When I reflect and my social experience on Twitter it’s rather mind blowing. I’m Hasidic Orthodox Rabbi, who is stereotypically labeled as insular, closed off from the world, and one who typically fears or shuns the Internet and technology. Yet, here I am on social media interacting with individuals who I might never have a chance to connect with if not for social media. These people support, embrace and empower me and the culture I represent while giving me an opportunity to do the same for them.
Social Media has a tremendous ability to build bridges, bulldoze predugice, and exposing ignorance for nothing more than a missunderstanding. Social Media is powerful.
Now, like anything in this world nothing is perfect. There is much that exists on the thresholds of pricelessness, for the powerful and positive impact it makes, while simultaneously standing on the threshold of hate, prejudice, and disgust. This is my working definition for the Internet.
There is plenty to criticize and much to be shielded from, and that’s what being a citizen is all about.
Citizens are protected, sustained and kept safe. They are not trusted, and require some entity to provide these services for them.
This is why we must focus on creating digital leaders, who are aware of imperfections, yet looked beyond them to see how the tool, the platform, and the conversation can better themselves, better those around them, and better the world.

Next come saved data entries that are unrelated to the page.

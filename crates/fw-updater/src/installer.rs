// SPDX-License-Identifier: CC-BY-NC-ND-4.0

//! Firmware image installation

use crate::error::{Result, UpdaterError};
use async_trait::async_trait;
use sha2::{Digest, Sha256};
use std::path::{Path, PathBuf};
use tokio::fs::File;
use tokio::io::AsyncWriteExt;
use tracing::{debug, info, warn};

/// Writes a downloaded image into the active boot slot.
///
/// Driven as `begin → write* → finish`. `abort` may be called at any point
/// after `begin` and must leave the currently active image untouched.
#[async_trait]
pub trait FirmwareInstaller: Send {
    /// `size` is the announced image size, if the server sent one.
    async fn begin(&mut self, size: Option<u64>) -> Result<()>;

    async fn write(&mut self, chunk: &[u8]) -> Result<()>;

    /// Activate the written image for the next boot.
    async fn finish(&mut self) -> Result<()>;

    async fn abort(&mut self);
}

struct Staging {
    file: File,
    path: PathBuf,
    hasher: Sha256,
    written: u64,
    expected: Option<u64>,
}

/// Installs by staging next to the active image and renaming over it.
pub struct FileInstaller {
    image_path: PathBuf,
    staging: Option<Staging>,
    last_digest: Option<String>,
}

impl std::fmt::Debug for FileInstaller {
    fn fmt(&self, f: &mut std::fmt::Formatter<'_>) -> std::fmt::Result {
        f.debug_struct("FileInstaller")
            .field("image_path", &self.image_path)
            .field("staging", &self.staging.as_ref().map(|s| &s.path))
            .field("last_digest", &self.last_digest)
            .finish()
    }
}

impl FileInstaller {
    pub fn new(image_path: impl Into<PathBuf>) -> Self {
        Self {
            image_path: image_path.into(),
            staging: None,
            last_digest: None,
        }
    }

    pub fn image_path(&self) -> &Path {
        &self.image_path
    }

    /// SHA256 (hex) of the last installed image
    pub fn last_digest(&self) -> Option<&str> {
        self.last_digest.as_deref()
    }

    fn staging_path(&self) -> PathBuf {
        let name = self
            .image_path
            .file_name()
            .map(|n| n.to_string_lossy().into_owned())
            .unwrap_or_else(|| "firmware".to_owned());
        self.image_path.with_file_name(format!("{name}.new"))
    }
}

#[async_trait]
impl FirmwareInstaller for FileInstaller {
    async fn begin(&mut self, size: Option<u64>) -> Result<()> {
        if self.staging.is_some() {
            return Err(UpdaterError::Install(
                "an install is already in progress".to_owned(),
            ));
        }

        if let Some(parent) = self.image_path.parent()
            && !parent.as_os_str().is_empty()
        {
            tokio::fs::create_dir_all(parent).await?;
        }

        let path = self.staging_path();
        let file = File::create(&path).await.map_err(|e| {
            UpdaterError::Install(format!("Failed to create {}: {e}", path.display()))
        })?;
        debug!("Staging firmware image at {}", path.display());

        self.staging = Some(Staging {
            file,
            path,
            hasher: Sha256::new(),
            written: 0,
            expected: size,
        });
        Ok(())
    }

    async fn write(&mut self, chunk: &[u8]) -> Result<()> {
        let staging = self
            .staging
            .as_mut()
            .ok_or_else(|| UpdaterError::Install("write before begin".to_owned()))?;

        let written = staging.written + chunk.len() as u64;
        if let Some(expected) = staging.expected
            && written > expected
        {
            return Err(UpdaterError::Install(format!(
                "image exceeds announced size of {expected} bytes"
            )));
        }

        staging
            .file
            .write_all(chunk)
            .await
            .map_err(|e| UpdaterError::Install(format!("Failed to write image: {e}")))?;
        staging.hasher.update(chunk);
        staging.written = written;
        Ok(())
    }

    async fn finish(&mut self) -> Result<()> {
        let mut staging = self
            .staging
            .take()
            .ok_or_else(|| UpdaterError::Install("finish before begin".to_owned()))?;

        if let Some(expected) = staging.expected
            && staging.written != expected
        {
            if let Err(e) = tokio::fs::remove_file(&staging.path).await {
                warn!(
                    "Failed to remove staged image {}: {e}",
                    staging.path.display()
                );
            }
            return Err(UpdaterError::Install(format!(
                "image incomplete: {} of {expected} bytes",
                staging.written
            )));
        }

        staging.file.flush().await?;
        staging.file.sync_all().await?;
        drop(staging.file);

        #[cfg(unix)]
        {
            use std::os::unix::fs::PermissionsExt;
            let mut perms = tokio::fs::metadata(&staging.path).await?.permissions();
            perms.set_mode(0o755);
            tokio::fs::set_permissions(&staging.path, perms).await?;
        }

        tokio::fs::rename(&staging.path, &self.image_path)
            .await
            .map_err(|e| {
                UpdaterError::Install(format!(
                    "Failed to activate {}: {e}",
                    self.image_path.display()
                ))
            })?;

        let digest = format!("{:x}", staging.hasher.finalize());
        info!(
            "Installed {} bytes to {} (sha256 {digest})",
            staging.written,
            self.image_path.display()
        );
        self.last_digest = Some(digest);
        Ok(())
    }

    async fn abort(&mut self) {
        if let Some(staging) = self.staging.take() {
            drop(staging.file);
            if let Err(e) = tokio::fs::remove_file(&staging.path).await {
                warn!(
                    "Failed to remove staged image {}: {e}",
                    staging.path.display()
                );
            }
        }
    }
}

Social Media is built on sharing and we must share in a moral, thoughtful, and productive way. There is lots of buzz around how, what, why, and when we share, and it is up to us as educators to help shape our students thinking, as they will grow up to become the next generation of technology innovators.
Someone was the 3rd-grade teacher for a Facebook engineer, and another a 7th-grade teacher for a Twitter Executive. Social Media is giving us a momentous opportunity.
Do not underestimate the power you have to believe in, and push your students to not just think out of the box, but to redefine the box.
The Lubavitcher Rebbe famously said that the most minute amount of light can dispel a seemingly infinite amount of darkness. We must be that light, and show our students they can be lamplighters.